* **Instructions to follow**:
Count up the lines below in which the string "Clean" appears. The reply should be that number alone.

***** Data provided

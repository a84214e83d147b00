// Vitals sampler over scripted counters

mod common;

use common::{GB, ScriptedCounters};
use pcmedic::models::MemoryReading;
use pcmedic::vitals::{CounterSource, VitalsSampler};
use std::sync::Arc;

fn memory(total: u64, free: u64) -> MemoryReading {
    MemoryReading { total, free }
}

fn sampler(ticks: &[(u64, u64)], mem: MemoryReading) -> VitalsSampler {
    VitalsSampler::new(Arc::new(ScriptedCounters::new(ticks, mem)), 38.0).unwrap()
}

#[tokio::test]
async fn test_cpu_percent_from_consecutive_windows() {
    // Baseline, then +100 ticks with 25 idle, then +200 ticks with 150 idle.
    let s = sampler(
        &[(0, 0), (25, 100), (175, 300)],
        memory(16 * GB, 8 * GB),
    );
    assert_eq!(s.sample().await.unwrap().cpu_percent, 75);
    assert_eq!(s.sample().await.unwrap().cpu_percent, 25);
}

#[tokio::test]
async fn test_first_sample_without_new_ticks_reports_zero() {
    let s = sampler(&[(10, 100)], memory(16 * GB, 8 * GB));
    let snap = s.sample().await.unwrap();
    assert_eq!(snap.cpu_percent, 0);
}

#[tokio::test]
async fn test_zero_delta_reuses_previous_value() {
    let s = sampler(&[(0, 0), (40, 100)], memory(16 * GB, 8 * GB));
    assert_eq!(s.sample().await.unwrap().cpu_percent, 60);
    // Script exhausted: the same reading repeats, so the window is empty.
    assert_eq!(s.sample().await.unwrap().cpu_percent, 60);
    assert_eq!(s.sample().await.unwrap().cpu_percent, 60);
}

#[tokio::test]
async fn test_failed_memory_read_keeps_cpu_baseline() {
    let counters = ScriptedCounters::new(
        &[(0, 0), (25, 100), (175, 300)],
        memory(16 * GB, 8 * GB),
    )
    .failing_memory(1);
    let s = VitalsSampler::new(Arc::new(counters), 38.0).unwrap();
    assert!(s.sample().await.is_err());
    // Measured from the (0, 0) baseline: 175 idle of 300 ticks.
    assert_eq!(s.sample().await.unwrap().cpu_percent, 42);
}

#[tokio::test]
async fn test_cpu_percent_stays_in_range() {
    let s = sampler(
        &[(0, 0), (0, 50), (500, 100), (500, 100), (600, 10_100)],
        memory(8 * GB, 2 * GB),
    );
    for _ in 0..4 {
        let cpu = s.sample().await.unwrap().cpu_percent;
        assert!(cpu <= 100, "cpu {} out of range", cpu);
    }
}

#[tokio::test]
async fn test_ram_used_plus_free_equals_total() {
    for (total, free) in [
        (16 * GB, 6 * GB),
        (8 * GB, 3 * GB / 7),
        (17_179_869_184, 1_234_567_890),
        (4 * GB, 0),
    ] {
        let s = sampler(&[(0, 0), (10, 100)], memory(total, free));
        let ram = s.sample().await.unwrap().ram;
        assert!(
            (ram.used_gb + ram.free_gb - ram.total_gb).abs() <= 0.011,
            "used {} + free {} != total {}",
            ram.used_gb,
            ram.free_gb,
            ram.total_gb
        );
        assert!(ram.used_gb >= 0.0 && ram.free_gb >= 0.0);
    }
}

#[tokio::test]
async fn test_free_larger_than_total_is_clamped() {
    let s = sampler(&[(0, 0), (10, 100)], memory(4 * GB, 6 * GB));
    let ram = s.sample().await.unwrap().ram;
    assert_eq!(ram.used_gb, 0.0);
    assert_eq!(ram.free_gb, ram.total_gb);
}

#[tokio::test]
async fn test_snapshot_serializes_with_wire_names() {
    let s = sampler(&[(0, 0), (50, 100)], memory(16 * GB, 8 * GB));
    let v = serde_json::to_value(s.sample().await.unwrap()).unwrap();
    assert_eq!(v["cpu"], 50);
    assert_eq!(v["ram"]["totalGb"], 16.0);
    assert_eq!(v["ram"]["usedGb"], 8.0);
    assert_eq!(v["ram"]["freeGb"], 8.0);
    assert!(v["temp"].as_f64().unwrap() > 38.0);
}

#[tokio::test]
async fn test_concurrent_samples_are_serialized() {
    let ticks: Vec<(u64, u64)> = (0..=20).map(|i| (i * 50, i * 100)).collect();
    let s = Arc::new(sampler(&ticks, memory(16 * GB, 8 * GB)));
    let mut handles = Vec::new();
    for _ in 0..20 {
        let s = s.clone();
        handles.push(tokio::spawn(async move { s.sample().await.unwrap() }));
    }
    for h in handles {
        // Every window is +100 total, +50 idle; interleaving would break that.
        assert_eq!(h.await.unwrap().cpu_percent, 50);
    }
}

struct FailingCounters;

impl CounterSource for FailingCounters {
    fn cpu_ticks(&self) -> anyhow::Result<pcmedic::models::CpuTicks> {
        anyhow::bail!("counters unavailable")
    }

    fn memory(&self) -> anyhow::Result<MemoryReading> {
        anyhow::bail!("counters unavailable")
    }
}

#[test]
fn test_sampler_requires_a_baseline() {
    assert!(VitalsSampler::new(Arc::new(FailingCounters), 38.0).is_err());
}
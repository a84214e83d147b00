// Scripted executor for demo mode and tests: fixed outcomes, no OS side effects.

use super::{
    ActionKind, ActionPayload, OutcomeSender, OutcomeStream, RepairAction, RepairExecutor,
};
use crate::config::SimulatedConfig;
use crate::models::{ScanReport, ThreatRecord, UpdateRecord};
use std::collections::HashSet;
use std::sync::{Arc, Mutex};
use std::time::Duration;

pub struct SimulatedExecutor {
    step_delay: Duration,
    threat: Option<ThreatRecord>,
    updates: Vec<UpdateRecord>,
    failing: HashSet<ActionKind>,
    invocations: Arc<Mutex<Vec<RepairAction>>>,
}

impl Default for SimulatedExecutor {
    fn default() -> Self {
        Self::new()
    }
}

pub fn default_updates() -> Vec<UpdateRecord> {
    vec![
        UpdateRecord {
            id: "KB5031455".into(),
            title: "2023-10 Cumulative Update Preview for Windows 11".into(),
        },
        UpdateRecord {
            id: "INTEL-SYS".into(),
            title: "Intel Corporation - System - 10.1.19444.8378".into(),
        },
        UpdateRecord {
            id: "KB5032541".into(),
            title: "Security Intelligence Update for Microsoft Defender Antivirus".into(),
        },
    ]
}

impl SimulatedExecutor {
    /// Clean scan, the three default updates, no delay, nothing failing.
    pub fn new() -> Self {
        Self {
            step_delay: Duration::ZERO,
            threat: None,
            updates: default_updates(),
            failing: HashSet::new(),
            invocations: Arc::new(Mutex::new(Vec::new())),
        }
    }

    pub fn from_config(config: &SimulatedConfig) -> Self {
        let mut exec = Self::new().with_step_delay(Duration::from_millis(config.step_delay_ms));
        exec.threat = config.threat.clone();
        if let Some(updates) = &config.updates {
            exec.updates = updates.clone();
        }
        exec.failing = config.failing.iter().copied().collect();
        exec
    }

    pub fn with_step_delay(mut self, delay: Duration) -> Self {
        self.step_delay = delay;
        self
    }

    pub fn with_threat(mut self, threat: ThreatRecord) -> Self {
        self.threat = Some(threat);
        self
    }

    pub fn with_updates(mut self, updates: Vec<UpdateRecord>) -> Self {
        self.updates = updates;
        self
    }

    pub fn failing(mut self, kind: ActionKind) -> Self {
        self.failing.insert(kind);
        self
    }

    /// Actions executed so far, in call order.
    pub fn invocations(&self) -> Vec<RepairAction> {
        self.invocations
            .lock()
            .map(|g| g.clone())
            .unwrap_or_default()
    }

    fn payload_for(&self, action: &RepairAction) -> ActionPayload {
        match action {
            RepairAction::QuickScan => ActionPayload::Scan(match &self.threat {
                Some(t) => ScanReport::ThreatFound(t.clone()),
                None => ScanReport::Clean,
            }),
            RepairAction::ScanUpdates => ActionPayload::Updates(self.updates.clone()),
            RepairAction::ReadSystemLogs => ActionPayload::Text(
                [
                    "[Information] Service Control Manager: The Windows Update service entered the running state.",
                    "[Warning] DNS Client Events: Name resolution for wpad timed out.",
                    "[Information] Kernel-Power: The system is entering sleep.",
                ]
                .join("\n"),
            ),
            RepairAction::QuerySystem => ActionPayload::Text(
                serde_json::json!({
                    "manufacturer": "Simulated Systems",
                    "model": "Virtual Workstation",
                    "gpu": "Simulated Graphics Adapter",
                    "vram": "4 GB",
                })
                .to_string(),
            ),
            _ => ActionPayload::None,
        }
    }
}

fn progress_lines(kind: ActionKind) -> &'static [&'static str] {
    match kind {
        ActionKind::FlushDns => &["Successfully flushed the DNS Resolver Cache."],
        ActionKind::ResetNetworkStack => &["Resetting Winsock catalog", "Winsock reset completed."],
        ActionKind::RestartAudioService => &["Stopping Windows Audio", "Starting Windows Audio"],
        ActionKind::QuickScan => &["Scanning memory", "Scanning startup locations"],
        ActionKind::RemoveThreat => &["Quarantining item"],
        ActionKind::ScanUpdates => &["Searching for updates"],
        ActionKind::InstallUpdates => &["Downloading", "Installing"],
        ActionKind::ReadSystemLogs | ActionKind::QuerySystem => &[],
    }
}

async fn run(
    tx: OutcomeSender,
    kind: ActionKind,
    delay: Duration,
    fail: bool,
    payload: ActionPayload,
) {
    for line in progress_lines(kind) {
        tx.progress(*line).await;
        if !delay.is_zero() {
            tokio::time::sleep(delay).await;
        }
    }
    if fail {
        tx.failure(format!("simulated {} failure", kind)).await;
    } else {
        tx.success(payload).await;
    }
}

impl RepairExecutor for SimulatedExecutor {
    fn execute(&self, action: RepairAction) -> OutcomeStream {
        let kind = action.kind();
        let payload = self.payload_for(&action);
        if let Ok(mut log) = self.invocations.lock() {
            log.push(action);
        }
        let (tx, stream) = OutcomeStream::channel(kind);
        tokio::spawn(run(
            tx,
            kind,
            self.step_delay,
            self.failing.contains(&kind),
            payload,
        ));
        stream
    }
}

**********

* **Written answer**:
2